2008 Civil Disobedience for Autonomy
posted by October 30 at 11:46 AM
onOne of the toughest things to imagine, if I get married, is making a difficult medical decision for my partner when she cannot do so herself. Intubation or death by asphyxiation? Call in the organ donation team, or the morgue?
It's one of those promises we make to one another, when committing ourselves to a partner. In sickness and health. We agree to take on the horrible responsibility of being the one charged with making those difficult decisions for the person we love, thinking of and for them when they cannot.
Shortly, I'll be returning to the wards, treating patients as a medical student. I'll soon be the person asking husbands and wives for these difficult decisions. Stronger than most who find themselves in medical school, I believe in the autonomy of patients. I believe that everyone competent deserves to choose what happens to themselves in a hospital--when they choose to end their suffering, and to whom they wish to delegate this supreme authority. In these difficult and wrenching decisions, I believe the state, the community and even the doctor should be quiet. As a physician, it is my role to honestly present the choices and implement whatever course the patient or the person he or she loves decides. The churches, the ignorant and intolerant, the meddling sanctimonious crowd should stay silent.

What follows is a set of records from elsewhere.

//! Quasar Secrets - encrypted configuration store with master-key rotation
//!
//! Keeps a deployment's `KEY=VALUE` configuration bundle encrypted at rest
//! under a single master key, and replaces that key on a quarterly cadence
//! without ever leaving the bundle unreadable.
//!
//! # Features
//!
//! - **Authenticated encryption** - AES-256-GCM; corruption and wrong-key
//!   decryption are detected, never returned as garbage plaintext
//! - **Safe rotation** - backup, re-encrypt, verify, commit-or-rollback,
//!   with an auditable record per attempt
//! - **Key hygiene** - keys live in process memory only, zeroized on drop,
//!   identified in records by one-way fingerprints
//! - **Redaction** - sensitive values are masked before they reach a log
//!   line or a terminal
#![deny(unsafe_code)]
#![forbid(unsafe_code)]

/// Encrypted-artifact file handling: suffix conventions, atomic writes,
/// locking, retrying reads
pub mod artifact;
/// Plaintext `KEY=VALUE` bundle parsing and rendering
pub mod bundle;
/// Core types and errors
pub mod core;
/// Cipher unit, master keys, fingerprints
pub mod crypto;
/// Sensitive-value masking and the telemetry scrubber
pub mod masking;
/// Rotation protocol, records, and audit persistence
pub mod rotation;

// ── Root re-exports ─────────────────────────────────────────────────────────
// Commonly-used types available directly as `quasar_secrets::TypeName`.

pub use crate::core::{
    BundleError, CryptoError, Result, RotationError, SecretsError, StorageError,
};

pub use crate::bundle::ConfigBundle;
pub use crate::crypto::{
    EncryptedBlob, KeyFingerprint, MASTER_KEY_ENV, MasterKey, decrypt, encrypt,
};
pub use crate::rotation::{
    AuditStore, FileAuditStore, MemoryAuditStore, RotationOrchestrator, RotationOutcome,
    RotationRecord, RotationStatus,
};

/// Commonly used types and traits
pub mod prelude {
    pub use crate::bundle::ConfigBundle;
    pub use crate::core::{CryptoError, Result, RotationError, SecretsError, StorageError};
    pub use crate::crypto::{
        EncryptedBlob, KeyFingerprint, MASTER_KEY_ENV, MasterKey, decrypt, encrypt,
    };
    pub use crate::masking::{is_sensitive, mask_structure, mask_value};
    pub use crate::rotation::{
        AuditStore, FileAuditStore, MemoryAuditStore, RotationOrchestrator, RotationOutcome,
        RotationRecord, RotationStatus,
    };
}
//! `quasar rotate` — replace the active master key.
//!
//! Runs the full rotation protocol against one artifact and reports the
//! outcome. The new key is printed for the operator to install; this
//! process never writes key material anywhere itself.

use std::path::{Path, PathBuf};

use clap::Args;
use quasar_secrets::{
    AuditStore, FileAuditStore, MASTER_KEY_ENV, MasterKey, RotationOrchestrator,
};

/// Default history file name, resolved next to the artifact.
const DEFAULT_HISTORY_FILE: &str = "rotation_history.jsonl";

#[derive(Args)]
pub struct RotateArgs {
    /// Artifact to rotate (plaintext or `.encrypted` path)
    pub artifact: PathBuf,

    /// Why this rotation is happening (recorded in the audit trail)
    #[arg(long, default_value = "scheduled quarterly rotation")]
    pub reason: String,

    /// Skip the backup step. Without a backup a failed rotation cannot
    /// roll back automatically.
    #[arg(long)]
    pub no_backup: bool,

    /// Rotation history file (default: rotation_history.jsonl beside the
    /// artifact)
    #[arg(long)]
    pub history: Option<PathBuf>,
}

/// Execute the `rotate` command.
pub fn execute(args: &RotateArgs) -> anyhow::Result<()> {
    let old_key = MasterKey::from_env()?;
    let store = FileAuditStore::new(history_path(args));
    tracing::debug!(history = %store.path().display(), "recording rotation history");
    let orchestrator = RotationOrchestrator::new(&store).with_backup(!args.no_backup);

    match orchestrator.rotate(&old_key, &args.artifact, &args.reason) {
        Ok(outcome) => {
            let record = &outcome.record;
            println!("rotation completed: {}", record.id);
            println!("artifact:        {}", outcome.encrypted_path.display());
            if let Some(backup) = &outcome.backup_path {
                println!("backup:          {}", backup.display());
            }
            if let (Some(old_fp), Some(new_fp)) =
                (&record.old_key_fingerprint, &record.new_key_fingerprint)
            {
                println!("old key:         {}", old_fp.short());
                println!("new key:         {}", new_fp.short());
            }
            if let Some(due) = record.next_rotation_due {
                println!("next rotation due: {}", due.format("%Y-%m-%d"));
            }
            println!();
            println!("new master key (install as {MASTER_KEY_ENV}):");
            println!("{}", outcome.new_key.to_base64());
            Ok(())
        }
        Err(err) => {
            eprintln!("rotation failed; the old master key remains usable");
            if let Some(backup) = last_backup_path(&store) {
                eprintln!("backup left at: {}", backup.display());
            }
            Err(err.into())
        }
    }
}

fn history_path(args: &RotateArgs) -> PathBuf {
    args.history.clone().unwrap_or_else(|| {
        args.artifact
            .parent()
            .unwrap_or_else(|| Path::new("."))
            .join(DEFAULT_HISTORY_FILE)
    })
}

/// Backup location of the most recent attempt, if it made one.
fn last_backup_path(store: &FileAuditStore) -> Option<PathBuf> {
    store
        .load()
        .ok()?
        .last()
        .and_then(|record| record.backup_path.clone())
}
//! Redaction of sensitive configuration values for display and logging.
//!
//! Classification is by field *name*: a static, process-wide set of
//! case-insensitive substrings marks a name as sensitive. Masking is
//! deterministic and never shows more than 8 characters of a sensitive
//! value, regardless of its length.

pub mod scrub;

use std::borrow::Cow;

use serde_json::Value;

/// Case-insensitive substrings that mark a field name as sensitive.
///
/// Process-wide static configuration, not mutable state.
pub const SENSITIVE_MARKERS: &[&str] = &[
    "password",
    "passwd",
    "secret",
    "token",
    "key",
    "auth",
    "cookie",
    "credit_card",
    "private",
    "credential",
];

/// Fixed marker substituted for short sensitive values.
const REDACTED: &str = "***";

/// Number of characters kept at each end of a long sensitive value.
const VISIBLE_EDGE: usize = 4;

/// True if the field name contains any sensitive marker, case-insensitively.
pub fn is_sensitive(field_name: &str) -> bool {
    let lower = field_name.to_ascii_lowercase();
    SENSITIVE_MARKERS.iter().any(|marker| lower.contains(marker))
}

/// Redact a value according to its field name.
///
/// Non-sensitive names pass the value through unchanged. Sensitive values of
/// 8 characters or fewer collapse to the fixed `***` marker; longer ones keep
/// the first and last 4 characters around an ellipsis.
pub fn mask_value<'a>(field_name: &str, value: &'a str) -> Cow<'a, str> {
    if is_sensitive(field_name) {
        Cow::Owned(redact(value))
    } else {
        Cow::Borrowed(value)
    }
}

fn redact(value: &str) -> String {
    let chars: Vec<char> = value.chars().collect();
    if chars.len() <= 2 * VISIBLE_EDGE {
        return REDACTED.to_string();
    }
    let head: String = chars[..VISIBLE_EDGE].iter().collect();
    let tail: String = chars[chars.len() - VISIBLE_EDGE..].iter().collect();
    format!("{head}...{tail}")
}

/// Recursively mask a nested structure.
///
/// Maps are walked with their keys as field names; sequences inherit the
/// nearest enclosing key. String leaves under a sensitive key get the
/// [`mask_value`] rules; non-string leaves under a sensitive key are fully
/// redacted; everything else is returned untouched.
pub fn mask_structure(value: &Value) -> Value {
    mask_node(None, value)
}

fn mask_node(key: Option<&str>, value: &Value) -> Value {
    match value {
        Value::Object(map) => Value::Object(
            map.iter()
                .map(|(k, v)| (k.clone(), mask_node(Some(k), v)))
                .collect(),
        ),
        Value::Array(items) => {
            Value::Array(items.iter().map(|v| mask_node(key, v)).collect())
        }
        Value::String(s) => match key {
            Some(k) if is_sensitive(k) => Value::String(redact(s)),
            _ => value.clone(),
        },
        other => match key {
            Some(k) if is_sensitive(k) => Value::String(REDACTED.to_string()),
            _ => other.clone(),
        },
    }
}
//! `quasar generate-key` — mint a fresh master key.

use quasar_secrets::{MASTER_KEY_ENV, MasterKey};

/// Execute the `generate-key` command.
///
/// The raw key goes to stdout on its own line so it can be piped; the
/// fingerprint and usage hint follow.
pub fn execute() -> anyhow::Result<()> {
    let key = MasterKey::generate();

    println!("{}", key.to_base64());
    println!("fingerprint: {}", key.fingerprint().short());
    println!("export it as {MASTER_KEY_ENV} to make it the active key");
    Ok(())
}
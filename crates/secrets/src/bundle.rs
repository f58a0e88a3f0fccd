//! Plaintext configuration bundle: flat `KEY=VALUE` lines.
//!
//! Comments beginning with `#` and blank lines are ignored; values may be
//! single- or double-quoted, with the quotes stripped on parse. Insertion
//! order is preserved so a parse/render cycle keeps the operator's layout.

use indexmap::IndexMap;

use crate::core::BundleError;
use crate::masking;

/// Parsed `KEY=VALUE` configuration bundle.
#[derive(Clone, Debug, Default, PartialEq, Eq)]
pub struct ConfigBundle {
    entries: IndexMap<String, String>,
}

impl ConfigBundle {
    /// Empty bundle.
    pub fn new() -> Self {
        Self::default()
    }

    /// Parse the flat text format. A non-comment line without `=` is an
    /// error; everything else is forgiving.
    pub fn parse(text: &str) -> Result<Self, BundleError> {
        let mut entries = IndexMap::new();

        for (idx, raw) in text.lines().enumerate() {
            let line = raw.trim();
            if line.is_empty() || line.starts_with('#') {
                continue;
            }

            let Some((key, value)) = line.split_once('=') else {
                return Err(BundleError::MalformedLine {
                    line: idx + 1,
                    content: line.to_string(),
                });
            };

            entries.insert(
                key.trim().to_string(),
                strip_quotes(value.trim()).to_string(),
            );
        }

        Ok(Self { entries })
    }

    /// Render back to the flat text format. Values containing whitespace or
    /// `#` are double-quoted so they survive a re-parse.
    pub fn render(&self) -> String {
        let mut out = String::new();
        for (key, value) in &self.entries {
            if value.contains(char::is_whitespace) || value.contains('#') {
                out.push_str(&format!("{key}=\"{value}\"\n"));
            } else {
                out.push_str(&format!("{key}={value}\n"));
            }
        }
        out
    }

    /// Look up a value by name.
    pub fn get(&self, key: &str) -> Option<&str> {
        self.entries.get(key).map(String::as_str)
    }

    /// Insert or replace a value.
    pub fn set(&mut self, key: impl Into<String>, value: impl Into<String>) {
        self.entries.insert(key.into(), value.into());
    }

    /// Number of entries.
    pub fn len(&self) -> usize {
        self.entries.len()
    }

    /// Whether the bundle has no entries.
    pub fn is_empty(&self) -> bool {
        self.entries.is_empty()
    }

    /// Iterate entries in insertion order.
    pub fn iter(&self) -> impl Iterator<Item = (&str, &str)> {
        self.entries
            .iter()
            .map(|(k, v)| (k.as_str(), v.as_str()))
    }

    /// Display rows with sensitive values redacted. This is the only form
    /// in which bundle contents may reach a log line or a terminal.
    pub fn masked_entries(&self) -> Vec<(String, String)> {
        self.entries
            .iter()
            .map(|(k, v)| (k.clone(), masking::mask_value(k, v).into_owned()))
            .collect()
    }
}

fn strip_quotes(value: &str) -> &str {
    let bytes = value.as_bytes();
    if bytes.len() >= 2 {
        let (first, last) = (bytes[0], bytes[bytes.len() - 1]);
        if (first == b'"' && last == b'"') || (first == b'\'' && last == b'\'') {
            return &value[1..value.len() - 1];
        }
    }
    value
}

#[cfg(test)]
mod tests {
    use super::*;
    use pretty_assertions::assert_eq;

    #[test]
    fn parses_comments_blanks_and_quotes() {
        let text = "\
# Deployment configuration
DB_HOST=localhost

DB_PASSWORD='hunter2'
APP_NAME=\"My App\"
  DEBUG = True
";
        let bundle = ConfigBundle::parse(text).unwrap();
        assert_eq!(bundle.len(), 4);
        assert_eq!(bundle.get("DB_HOST"), Some("localhost"));
        assert_eq!(bundle.get("DB_PASSWORD"), Some("hunter2"));
        assert_eq!(bundle.get("APP_NAME"), Some("My App"));
        assert_eq!(bundle.get("DEBUG"), Some("True"));
    }

    #[test]
    fn value_may_contain_equals() {
        let bundle = ConfigBundle::parse("CONN=host=db;port=5432\n").unwrap();
        assert_eq!(bundle.get("CONN"), Some("host=db;port=5432"));
    }

    #[test]
    fn malformed_line_reports_position() {
        let err = ConfigBundle::parse("A=1\nnot a pair\n").unwrap_err();
        let BundleError::MalformedLine { line, content } = err;
        assert_eq!(line, 2);
        assert_eq!(content, "not a pair");
    }

    #[test]
    fn mismatched_quotes_are_kept_verbatim() {
        let bundle = ConfigBundle::parse("K='half\n").unwrap();
        assert_eq!(bundle.get("K"), Some("'half"));
    }

    #[test]
    fn render_parse_roundtrip_preserves_order() {
        let mut bundle = ConfigBundle::new();
        bundle.set("Z_LAST", "26");
        bundle.set("A_FIRST", "1");
        bundle.set("GREETING", "hello world");

        let rendered = bundle.render();
        let reparsed = ConfigBundle::parse(&rendered).unwrap();
        assert_eq!(reparsed, bundle);

        let keys: Vec<_> = reparsed.iter().map(|(k, _)| k.to_string()).collect();
        assert_eq!(keys, vec!["Z_LAST", "A_FIRST", "GREETING"]);
    }

    #[test]
    fn masked_entries_redact_sensitive_names() {
        let bundle =
            ConfigBundle::parse("DB_PASSWORD=a-very-long-secret-value\nDEBUG=True\n").unwrap();
        let rows = bundle.masked_entries();
        assert_eq!(rows[0], ("DB_PASSWORD".to_string(), "a-ve...alue".to_string()));
        assert_eq!(rows[1], ("DEBUG".to_string(), "True".to_string()));
    }
}
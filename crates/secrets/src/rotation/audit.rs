//! Audit persistence for rotation records.
//!
//! The store is an abstract append/query boundary: the orchestrator writes
//! a record at `Initiated` (so even a crash mid-protocol leaves an
//! attempted trace) and updates it through its lifecycle; queries answer
//! "when was the last completed rotation" and "is rotation overdue".

use std::io::Write;
use std::path::{Path, PathBuf};

use chrono::{DateTime, Utc};
use indexmap::IndexMap;
use parking_lot::RwLock;

use crate::core::StorageError;
use crate::rotation::record::{RotationId, RotationRecord, RotationStatus};

/// Durable, queryable store of rotation records, keyed by id and ordered by
/// rotation date.
pub trait AuditStore {
    /// Insert or update a record by its identifier.
    fn record(&self, record: &RotationRecord) -> Result<(), StorageError>;

    /// All records, ordered by `created_at` (oldest first), one entry per id.
    fn load(&self) -> Result<Vec<RotationRecord>, StorageError>;

    /// Look up a single record.
    fn find(&self, id: RotationId) -> Result<Option<RotationRecord>, StorageError> {
        Ok(self.load()?.into_iter().find(|r| r.id == id))
    }

    /// Most recent record with `Completed` status.
    fn latest_completed(&self) -> Result<Option<RotationRecord>, StorageError> {
        Ok(self
            .load()?
            .into_iter()
            .filter(|r| r.status == RotationStatus::Completed)
            .next_back())
    }

    /// Whether the current time is past the most recent completed
    /// rotation's due date. A store with no completed rotation is not
    /// overdue; it has nothing to be overdue against.
    fn is_overdue(&self, now: DateTime<Utc>) -> Result<bool, StorageError> {
        Ok(self
            .latest_completed()?
            .is_some_and(|r| r.is_overdue(now)))
    }
}

/// Append-only JSON-lines store on the local filesystem.
///
/// Every lifecycle change appends the full record as one line; on load the
/// latest line per id wins. The history file stays append-only and
/// greppable while still supporting the `Initiated` → terminal update flow.
#[derive(Debug, Clone)]
pub struct FileAuditStore {
    path: PathBuf,
}

impl FileAuditStore {
    /// Store backed by the given history file (created on first write).
    pub fn new(path: impl Into<PathBuf>) -> Self {
        Self { path: path.into() }
    }

    /// Path of the history file.
    pub fn path(&self) -> &Path {
        &self.path
    }
}

impl AuditStore for FileAuditStore {
    fn record(&self, record: &RotationRecord) -> Result<(), StorageError> {
        let wrap = |source: std::io::Error| StorageError::WriteFailure {
            path: self.path.clone(),
            source,
        };

        let mut line = serde_json::to_string(record)
            .map_err(|e| wrap(std::io::Error::new(std::io::ErrorKind::InvalidData, e)))?;
        line.push('\n');

        let mut options = std::fs::OpenOptions::new();
        options.create(true).append(true);
        #[cfg(unix)]
        {
            use std::os::unix::fs::OpenOptionsExt;
            options.mode(0o600);
        }

        let mut file = options.open(&self.path).map_err(wrap)?;
        file.write_all(line.as_bytes()).map_err(wrap)?;
        file.flush().map_err(wrap)?;
        Ok(())
    }

    fn load(&self) -> Result<Vec<RotationRecord>, StorageError> {
        if !self.path.exists() {
            return Ok(Vec::new());
        }

        let wrap = |source: std::io::Error| StorageError::ReadFailure {
            path: self.path.clone(),
            source,
        };

        let text = std::fs::read_to_string(&self.path).map_err(wrap)?;

        // Latest line per id wins; insertion position keeps first-seen order.
        let mut by_id: IndexMap<RotationId, RotationRecord> = IndexMap::new();
        for line in text.lines().filter(|l| !l.trim().is_empty()) {
            let record: RotationRecord = serde_json::from_str(line)
                .map_err(|e| wrap(std::io::Error::new(std::io::ErrorKind::InvalidData, e)))?;
            by_id.insert(record.id, record);
        }

        let mut records: Vec<_> = by_id.into_values().collect();
        records.sort_by_key(|r| r.created_at);
        Ok(records)
    }
}

/// In-memory store for tests and embedding.
#[derive(Debug, Default)]
pub struct MemoryAuditStore {
    records: RwLock<Vec<RotationRecord>>,
}

impl MemoryAuditStore {
    /// Empty store.
    pub fn new() -> Self {
        Self::default()
    }
}

impl AuditStore for MemoryAuditStore {
    fn record(&self, record: &RotationRecord) -> Result<(), StorageError> {
        let mut records = self.records.write();
        match records.iter_mut().find(|r| r.id == record.id) {
            Some(existing) => *existing = record.clone(),
            None => records.push(record.clone()),
        }
        Ok(())
    }

    fn load(&self) -> Result<Vec<RotationRecord>, StorageError> {
        let mut records = self.records.read().clone();
        records.sort_by_key(|r| r.created_at);
        Ok(records)
    }
}
//! AES-256-GCM cipher unit.
//!
//! Pure byte-to-byte transforms against a single [`MasterKey`]; file I/O is
//! the rotation orchestrator's job. Decryption authenticates before
//! returning anything: a wrong key or a single corrupted byte yields
//! [`CryptoError::DecryptionFailed`], never partial plaintext.

use aes_gcm::aead::{Aead, AeadCore, KeyInit, OsRng};
use aes_gcm::{Aes256Gcm, Nonce};

use crate::core::CryptoError;
use crate::crypto::keys::MasterKey;

/// AES-GCM nonce length.
pub const NONCE_LEN: usize = 12;

/// AES-GCM authentication tag length.
pub const TAG_LEN: usize = 16;

/// File framing magic for encrypted artifacts.
const BLOB_MAGIC: [u8; 4] = *b"QSEC";

/// Current blob format revision.
pub const BLOB_VERSION: u8 = 1;

/// Minimum size of an encoded blob: magic + version + nonce + tag.
const MIN_ENCODED_LEN: usize = 4 + 1 + NONCE_LEN + TAG_LEN;

/// Authenticated ciphertext produced by [`encrypt`].
///
/// Self-describing enough for [`decrypt`] to detect corruption or a
/// wrong-key attempt: the GCM tag covers nonce and ciphertext, and the
/// framing carries a version byte for future format migrations.
#[derive(Clone, Debug, PartialEq, Eq)]
pub struct EncryptedBlob {
    /// Format revision that produced this blob
    pub version: u8,

    /// Per-encryption random nonce
    pub nonce: [u8; NONCE_LEN],

    /// GCM authentication tag
    pub tag: [u8; TAG_LEN],

    /// Ciphertext without the tag
    pub ciphertext: Vec<u8>,
}

impl EncryptedBlob {
    /// Encode for file persistence: magic, version, nonce, tag, ciphertext.
    pub fn to_bytes(&self) -> Vec<u8> {
        let mut out = Vec::with_capacity(MIN_ENCODED_LEN + self.ciphertext.len());
        out.extend_from_slice(&BLOB_MAGIC);
        out.push(self.version);
        out.extend_from_slice(&self.nonce);
        out.extend_from_slice(&self.tag);
        out.extend_from_slice(&self.ciphertext);
        out
    }

    /// Parse the file framing back into a blob.
    pub fn from_bytes(bytes: &[u8]) -> Result<Self, CryptoError> {
        if bytes.len() < MIN_ENCODED_LEN {
            return Err(CryptoError::MalformedBlob {
                reason: format!(
                    "{} bytes is shorter than the {MIN_ENCODED_LEN}-byte header",
                    bytes.len()
                ),
            });
        }
        if bytes[..4] != BLOB_MAGIC {
            return Err(CryptoError::MalformedBlob {
                reason: "missing magic header".to_string(),
            });
        }
        let version = bytes[4];
        if version != BLOB_VERSION {
            return Err(CryptoError::UnsupportedVersion(version));
        }

        let nonce_end = 5 + NONCE_LEN;
        let tag_end = nonce_end + TAG_LEN;
        let mut nonce = [0u8; NONCE_LEN];
        nonce.copy_from_slice(&bytes[5..nonce_end]);
        let mut tag = [0u8; TAG_LEN];
        tag.copy_from_slice(&bytes[nonce_end..tag_end]);

        Ok(Self {
            version,
            nonce,
            tag,
            ciphertext: bytes[tag_end..].to_vec(),
        })
    }
}

/// Encrypt plaintext under the given key with a fresh random nonce.
pub fn encrypt(key: &MasterKey, plaintext: &[u8]) -> Result<EncryptedBlob, CryptoError> {
    let cipher = Aes256Gcm::new_from_slice(key.as_bytes())
        .map_err(|e| CryptoError::EncryptionFailed(e.to_string()))?;

    let nonce = Aes256Gcm::generate_nonce(&mut OsRng);
    let mut combined = cipher
        .encrypt(&nonce, plaintext)
        .map_err(|_| CryptoError::EncryptionFailed("AEAD failure".to_string()))?;

    // aes-gcm appends the 16-byte tag to the ciphertext; store it separately.
    let tag_vec = combined.split_off(combined.len() - TAG_LEN);
    let tag: [u8; TAG_LEN] = tag_vec
        .try_into()
        .map_err(|_| CryptoError::EncryptionFailed("tag length".to_string()))?;

    Ok(EncryptedBlob {
        version: BLOB_VERSION,
        nonce: nonce.into(),
        tag,
        ciphertext: combined,
    })
}

/// Decrypt and authenticate a blob under the given key.
pub fn decrypt(key: &MasterKey, blob: &EncryptedBlob) -> Result<Vec<u8>, CryptoError> {
    if blob.version != BLOB_VERSION {
        return Err(CryptoError::UnsupportedVersion(blob.version));
    }

    let cipher = Aes256Gcm::new_from_slice(key.as_bytes())
        .map_err(|e| CryptoError::EncryptionFailed(e.to_string()))?;

    let mut combined = Vec::with_capacity(blob.ciphertext.len() + TAG_LEN);
    combined.extend_from_slice(&blob.ciphertext);
    combined.extend_from_slice(&blob.tag);

    cipher
        .decrypt(Nonce::from_slice(&blob.nonce), combined.as_ref())
        .map_err(|_| CryptoError::DecryptionFailed)
}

The opponents of Washington's I-1000 and proponents California's Proposition 8 both wish to interject, to restrict choices for others with their notions of what is right and wrong, comfortable and uncomfortable. They wish to impose their narrow moral sense on everyone, using my hands as a doctor to do so. What if I refuse to follow their intolerant and meddling desires?
What if I refuse to ignore the pleas of a patient facing unbearable suffering?
If California's Proposition 8 passes, David could very well get a letter informing him that his marriage is annulled. What if I refuse to listen to this letter, if it should come? David's marriage is as real and as valid as any in my experience. Why should I allow the intolerant, even if it is a intolerant majority of the electorate, to dictate their false moral posturing through my actions.
Why should American physicians be expected to tell a sobbing husband he cannot see his husband in the hospital? To tell a mother in agony she must suffer for a few hours more, in service of those who cling to a medieval notion of the morality of human mortality? It's all too easy to ask for bigotry and coercive enforcement of your faith in a voting booth. It's quite another to the be individual who actually must execute this cruel acts. As a doctor, one of my central duties is to protect the right of my patients to make decisions for themselves, to stand up for their autonomy when they are too weak to do so.
I deeply and sincerely hope that the voters will recognize the right of each of us to steer the course of our own lives, and make our own decisions. If not, I should refuse to acknowledge unethical laws, laws that interject community power into a decision that should be left to our own conscience.
My fellow medical students and doctors should do so as well.